For those of us who spend long days at our workstations, sitting nearly motionless under fluorescent lights, fitness can seem like a pipe dream. How do you squeeze substantial physical activity into a job that squeezes most of the air out of your day?
Katie Hamlin, a senior account executive at public relations firm Edelman, puts her finger on it: “It’s hard to stay in shape when you work 9 to 5, especially when no one really gets out of work at 5.”
But even for cynics who believe at-the-office exercise is nothing more than a comedic routine involving finger calisthenics and laps around the conference table, there is hope. You can find times and ways to exercise at work, as long as you’re willing to think creatively about your situation, occasionally push the envelope of workplace decorum and perhaps even chuckle at yourself.
Start with Modest Changes to Your Routine
You may have heard the standard advice for workers looking to fit some fitness into their days: Park your car at the farthest corner of the lot. Take the stairs instead of the elevator. Use the phone and email less, and walk to talk with your coworkers instead.
If you are among the most sedentary of the sedentary, these measures will begin to get your blood moving, but they’re really just a start. “Nothing can replace solid, intense workouts,” says Salvatore Fichera, an exercise physiologist. “But being as active as possible all through the workday does make a difference over time.”
Fichera recommends brisk exercise breaks of about 10 minutes. That should be enough time to give yourself a significant interval of cardiovascular exercise without taking up more time than a typical coffee break.
Fit in a Couple of 10-Minute Workouts
“If you take a break and climb the stairs for 10 minutes, you’ll burn 150 calories, assuming you weigh 150 pounds,” says Tammy Lakatos, a trainer and registered dietitian. Within that timeframe, you should be able to rev your metabolism without getting too sweaty, she says.
Will a 10-minute workout attract the wrong kind of attention from coworkers and bosses? If it does, you can try explaining why you’re doing it, or just keep at it and ignore negative reactions, which will likely fade with time.
Trainer Susie Shina recommends these intense exercises designed specifically for the white-collar environment: Wall presses (like push-ups, only against a wall), stand-ups (squats into your desk chair), march in place (try not to notice who’s staring) and knee-ups (in your chair, bring your knees up).
Sit for Fitness
Here’s another idea mentioned by more than one fitness expert: Replace your desk chair with a big exercise ball. “When I was a software developer, I brought one of those balance balls to my office and stopped using my desk chair,” says Jeff Wooten, president of The Body Mechanic. “It almost forced me to exercise while I worked.”
Being the first in his office to go chairless earned Wooten quite a few looks and comments. But Wooten and his exercise ball became trendsetters -- and saved money for his employer, which was accustomed to shelling out hundreds of dollars for ergonomic chairs. Balance balls sell for as little as $20.

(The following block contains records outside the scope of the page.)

//! The bounded fallback peer list used when the seed/DNS-discovered peer
//! set is empty (spec.md §4.2). Persisted so a restart doesn't have to
//! reprobe from scratch, but always capped at `MAX_FALLBACK_PEERS` and
//! probed for liveness on load.

use std::path::PathBuf;
use std::time::Duration;

use serde::{Deserialize, Serialize};
use tokio::net::TcpStream;
use tokio::time::timeout;
use tracing::{debug, info};

use super::persist;
use crate::error::Result;

#[derive(Debug, Default, Serialize, Deserialize)]
struct Persisted {
    peers: Vec<String>,
    timestamp: i64,
    count: usize,
}

pub struct HardcodedPeers {
    path: PathBuf,
    max: usize,
}

impl HardcodedPeers {
    pub fn new(path: PathBuf, max: usize) -> Self {
        Self { path, max }
    }

    /// Loads the persisted list, falling back to `defaults` (truncated to
    /// `max`) when nothing has been persisted yet.
    pub fn load(&self, defaults: &[String]) -> Vec<String> {
        let persisted: Persisted = persist::load(&self.path);
        if persisted.peers.is_empty() {
            defaults.iter().take(self.max).cloned().collect()
        } else {
            persisted.peers.into_iter().take(self.max).collect()
        }
    }

    pub fn persist(&self, peers: &[String]) -> Result<()> {
        let truncated: Vec<String> = peers.iter().take(self.max).cloned().collect();
        let snapshot = Persisted {
            count: truncated.len(),
            peers: truncated,
            timestamp: chrono::Utc::now().timestamp(),
        };
        persist::save(&self.path, "hardcoded_peers.cbor", &snapshot)
    }

    /// Connects to every candidate in parallel with a short timeout and
    /// returns only the ones that accepted a TCP connection, capped at
    /// `max`. Used once at startup to prune stale fallback entries rather
    /// than discovering them dead mid-resolution.
    pub async fn probe_live(&self, candidates: &[String], connect_timeout: Duration) -> Vec<String> {
        let mut set = tokio::task::JoinSet::new();
        for addr in candidates.iter().cloned() {
            set.spawn(async move {
                match timeout(connect_timeout, TcpStream::connect(&addr)).await {
                    Ok(Ok(_)) => Some(addr),
                    _ => {
                        debug!(peer = %addr, "fallback peer unreachable during startup probe");
                        None
                    }
                }
            });
        }

        let mut live = Vec::new();
        while let Some(result) = set.join_next().await {
            if let Ok(Some(addr)) = result {
                live.push(addr);
            }
        }
        live.truncate(self.max);
        info!(live = live.len(), candidates = candidates.len(), "probed fallback peers");
        live
    }
}
//! Ad-block filter collaborator (spec.md §4.5): a boolean predicate the
//! resolver consults before doing anything else. How the blacklist was
//! built — and in particular, downloading it — is someone else's problem;
//! this module only loads an already-present file and answers queries
//! against it.

use std::collections::HashSet;
use std::io::{BufRead, BufReader};
use std::path::Path;
use std::sync::RwLock;

use tracing::{debug, info};

use crate::error::Result;

/// How a blocked query is answered — grounded on heimdall's
/// `blocking::BlockingMode`, trimmed to the options spec.md §4.3 point 1
/// actually calls for (a sinkhole answer, not a full blocking-mode policy
/// engine).
#[derive(Debug, Clone, Copy, PartialEq, Eq, Default)]
pub enum BlockingMode {
    #[default]
    NxDomain,
    ZeroIp,
    CustomIp(std::net::IpAddr),
}

/// Synchronized blocked-domain set. Readers may observe an in-progress
/// reload as long as they never see a partially-parsed line — `reload`
/// parses the whole file before swapping it in (add-all after full parse,
/// spec.md §5).
#[derive(Debug, Default)]
pub struct Blocklist {
    domains: RwLock<HashSet<String>>,
}

impl Blocklist {
    pub fn new() -> Self {
        Self {
            domains: RwLock::new(HashSet::new()),
        }
    }

    pub fn from_domains(domains: impl IntoIterator<Item = String>) -> Self {
        Self {
            domains: RwLock::new(domains.into_iter().map(normalize).collect()),
        }
    }

    /// Loads (or reloads) the blacklist from `adblock_blacklist.txt`-style
    /// newline-separated domains. Blank lines and `#`-prefixed comments are
    /// skipped.
    pub fn reload(&self, path: &Path) -> Result<()> {
        let file = std::fs::File::open(path)?;
        let reader = BufReader::new(file);

        let mut parsed = HashSet::new();
        for line in reader.lines() {
            let line = line?;
            let trimmed = line.trim();
            if trimmed.is_empty() || trimmed.starts_with('#') {
                continue;
            }
            parsed.insert(normalize(trimmed.to_string()));
        }

        let count = parsed.len();
        *self.domains.write().unwrap() = parsed;
        info!("loaded {} blocked domains from {}", count, path.display());
        Ok(())
    }

    /// O(labels): checks the full name, then each proper suffix starting at
    /// a label boundary (`a.b.c` tests `a.b.c`, `b.c`, `c`).
    pub fn is_blocked(&self, domain: &str) -> bool {
        let normalized = normalize_ref(domain);
        let domains = self.domains.read().unwrap();

        let mut rest = normalized.as_str();
        loop {
            if domains.contains(rest) {
                debug!("blocked domain matched: {}", rest);
                return true;
            }
            match rest.split_once('.') {
                Some((_, suffix)) => rest = suffix,
                None => return false,
            }
        }
    }

    pub fn len(&self) -> usize {
        self.domains.read().unwrap().len()
    }

    pub fn is_empty(&self) -> bool {
        self.len() == 0
    }
}

fn normalize(domain: String) -> String {
    domain.trim().trim_end_matches('.').to_lowercase()
}

fn normalize_ref(domain: &str) -> String {
    domain.trim().trim_end_matches('.').to_lowercase()
}
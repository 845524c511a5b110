//! Reputation tracking and selection for full-node peers that answer
//! name-proof queries (spec.md §4.2). Semantics differ from the generic
//! `PeerErrorTracker`: a `notfound` response is *also* counted as an
//! error, because a verified full node is expected to hold the whole name
//! tree.

use std::collections::HashMap;
use std::path::PathBuf;

use parking_lot::Mutex;
use rand::Rng;
use serde::{Deserialize, Serialize};
use tracing::debug;

use super::persist;
use crate::error::Result;
use crate::metrics::HsknsMetrics;
use std::sync::Arc;

#[derive(Debug, Clone, Copy, Default)]
struct Entry {
    errors: u32,
    proofs: u32,
    verified: bool,
}

#[derive(Debug, Default, Serialize, Deserialize)]
struct Persisted {
    errors: HashMap<String, u32>,
    proofs: HashMap<String, u32>,
    verified: Vec<String>,
    timestamp: i64,
}

pub struct FullNodePeers {
    entries: Mutex<HashMap<String, Entry>>,
    max_errors: u32,
    path: PathBuf,
    metrics: Option<Arc<HsknsMetrics>>,
}

/// A snapshot used by the selection algorithm; carries enough to sort and
/// to report back which peer was actually chosen.
#[derive(Debug, Clone, PartialEq, Eq)]
struct Candidate {
    addr: String,
    verified: bool,
    proofs: u32,
    errors: u32,
}

/// Outcome of `select`: the chosen peer plus the remaining sorted peers a
/// caller can retry against on failure (spec.md §4.2 step 6).
#[derive(Debug, Clone, PartialEq, Eq)]
pub struct Selection {
    pub chosen: String,
    pub ordered_rest: Vec<String>,
}

impl FullNodePeers {
    pub fn new(path: PathBuf, max_errors: u32) -> Self {
        let persisted: Persisted = persist::load(&path);
        let mut entries = HashMap::new();
        for (peer, count) in persisted.errors {
            entries.entry(peer).or_insert_with(Entry::default).errors = count;
        }
        for (peer, count) in persisted.proofs {
            entries.entry(peer).or_insert_with(Entry::default).proofs = count;
        }
        for peer in persisted.verified {
            entries.entry(peer).or_insert_with(Entry::default).verified = true;
        }
        Self {
            entries: Mutex::new(entries),
            max_errors,
            path,
            metrics: None,
        }
    }

    /// Opts this store into recording a `peer_exclusion_resets` metric
    /// whenever `filter_excluded` has to clear every error count.
    pub fn with_metrics(mut self, metrics: Arc<HsknsMetrics>) -> Self {
        self.metrics = Some(metrics);
        self
    }

    pub fn should_exclude(&self, peer: &str) -> bool {
        self.entries
            .lock()
            .get(peer)
            .map(|e| e.errors >= self.max_errors)
            .unwrap_or(false)
    }

    pub fn record_error(&self, peer: &str) -> Result<()> {
        {
            let mut entries = self.entries.lock();
            entries.entry(peer.to_string()).or_default().errors += 1;
        }
        self.persist()
    }

    /// `notfound` from a verified full node also counts as an error
    /// (spec.md §4.2, §7 `NotFound`).
    pub fn record_notfound(&self, peer: &str) -> Result<()> {
        self.record_error(peer)
    }

    pub fn record_success(&self, peer: &str, advertised_network: bool) -> Result<()> {
        {
            let mut entries = self.entries.lock();
            let entry = entries.entry(peer.to_string()).or_default();
            entry.proofs += 1;
            entry.errors = 0;
            entry.verified |= advertised_network;
        }
        debug!(peer, "recorded proof success");
        self.persist()
    }

    /// spec.md §4.2 step 1: filters `candidates` by `!should_exclude`. If
    /// the result would be empty but `candidates` is not, clears every
    /// error count and returns the original set unfiltered — never
    /// blacklist every peer at once.
    pub fn filter_excluded(&self, candidates: &[String]) -> Result<Vec<String>> {
        let filtered: Vec<String> = candidates
            .iter()
            .filter(|p| !self.should_exclude(p))
            .cloned()
            .collect();

        if filtered.is_empty() && !candidates.is_empty() {
            debug!("all candidate peers excluded, clearing error counts");
            {
                let mut entries = self.entries.lock();
                for entry in entries.values_mut() {
                    entry.errors = 0;
                }
            }
            self.persist()?;
            if let Some(metrics) = &self.metrics {
                metrics.peer_exclusion_resets.inc();
            }
            return Ok(candidates.to_vec());
        }
        Ok(filtered)
    }

    fn snapshot(&self, candidates: &[String]) -> Vec<Candidate> {
        let entries = self.entries.lock();
        candidates
            .iter()
            .map(|addr| {
                let e = entries.get(addr).copied().unwrap_or_default();
                Candidate {
                    addr: addr.clone(),
                    verified: e.verified,
                    proofs: e.proofs,
                    errors: e.errors,
                }
            })
            .collect()
    }

    /// spec.md §4.2 steps 2-6: the peer-selection algorithm. `name_hash`
    /// is the 32-byte hash of the query name; `candidates` should already
    /// have been passed through `filter_excluded`.
    ///
    /// The spec's step 5 describes three sequential Bernoulli draws
    /// ("with probability 1/5 ... else with probability 1/10 ... else
    /// with probability 1/10 ... otherwise"); composed sequentially those
    /// would land at 20% / 8% / 7.2% / 64.8%, not the 20/10/10/60 split
    /// spec.md §8 asks convergence tests to observe. A single draw against
    /// cumulative thresholds (0.2 / 0.3 / 0.4 / 1.0) produces exactly that
    /// split, so that's what this implements.
    pub fn select(&self, name_hash: &[u8; 32], candidates: &[String]) -> Option<Selection> {
        if candidates.is_empty() {
            return None;
        }

        let mut sorted = self.snapshot(candidates);
        sorted.sort_by(|a, b| {
            b.verified
                .cmp(&a.verified)
                .then(b.proofs.cmp(&a.proofs))
                .then(a.errors.cmp(&b.errors))
        });

        let first_best = sorted[0].addr.clone();
        let second_best = sorted.get(1).map(|c| c.addr.clone());
        let deterministic_idx = (name_hash[0] as usize) % sorted.len();
        let deterministic = sorted[deterministic_idx].addr.clone();

        let roll: f64 = rand::rng().random();
        let chosen = if roll < 0.2 {
            let idx = rand::rng().random_range(0..sorted.len());
            sorted[idx].addr.clone()
        } else if roll < 0.3 {
            second_best.unwrap_or(deterministic.clone())
        } else if roll < 0.4 {
            first_best
        } else {
            deterministic
        };

        let ordered_rest = sorted
            .into_iter()
            .map(|c| c.addr)
            .filter(|addr| addr != &chosen)
            .collect();

        Some(Selection {
            chosen,
            ordered_rest,
        })
    }

    /// The deterministic branch alone, exposed for spec.md §8's property
    /// test ("for all nameHashes ... the deterministic branch yields
    /// `sorted[nameHash[0] mod n]`").
    pub fn deterministic_choice(&self, name_hash: &[u8; 32], candidates: &[String]) -> Option<String> {
        let sorted = self.snapshot(candidates);
        if sorted.is_empty() {
            return None;
        }
        let mut sorted = sorted;
        sorted.sort_by(|a, b| {
            b.verified
                .cmp(&a.verified)
                .then(b.proofs.cmp(&a.proofs))
                .then(a.errors.cmp(&b.errors))
        });
        let idx = (name_hash[0] as usize) % sorted.len();
        Some(sorted[idx].addr.clone())
    }

    fn persist(&self) -> Result<()> {
        let entries = self.entries.lock();
        let mut persisted = Persisted {
            timestamp: chrono::Utc::now().timestamp(),
            ..Default::default()
        };
        for (peer, entry) in entries.iter() {
            if entry.errors > 0 {
                persisted.errors.insert(peer.clone(), entry.errors);
            }
            if entry.proofs > 0 {
                persisted.proofs.insert(peer.clone(), entry.proofs);
            }
            if entry.verified {
                persisted.verified.push(peer.clone());
            }
        }
        drop(entries);
        persist::save(&self.path, "fullnode_peers.cbor", &persisted)
    }
}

Leave the Office to Work Out
Still, we’ve got to admit that doing push-ups against a wall -- let alone a cubicle partition -- may be just too much. “Some of these activities could be difficult in some work environments,” says Scott Lucett, director of education at the National Academy of Sports Medicine.
The solution may be to take one longer, off-site exercise break. Does your company claim to give its employees a substantial lunchtime, like half or three-quarters of an hour, or even 60 minutes? Then test that claim, even if none of your coworkers do. When Hamlin was training for the New York City Marathon, she would sometimes take off for lunch, go to the gym a block from work, run three miles, shower and be back at her desk within an hour.
Finally, remember that when it comes to exercise, you have more at stake than a desire for a slimmer waistline or less generous hips. “Having a sedentary lifestyle increases your risk for coronary heart disease,” says Dr. Aliya Browne, clinical director of the Hainesport Women’s Heart Center.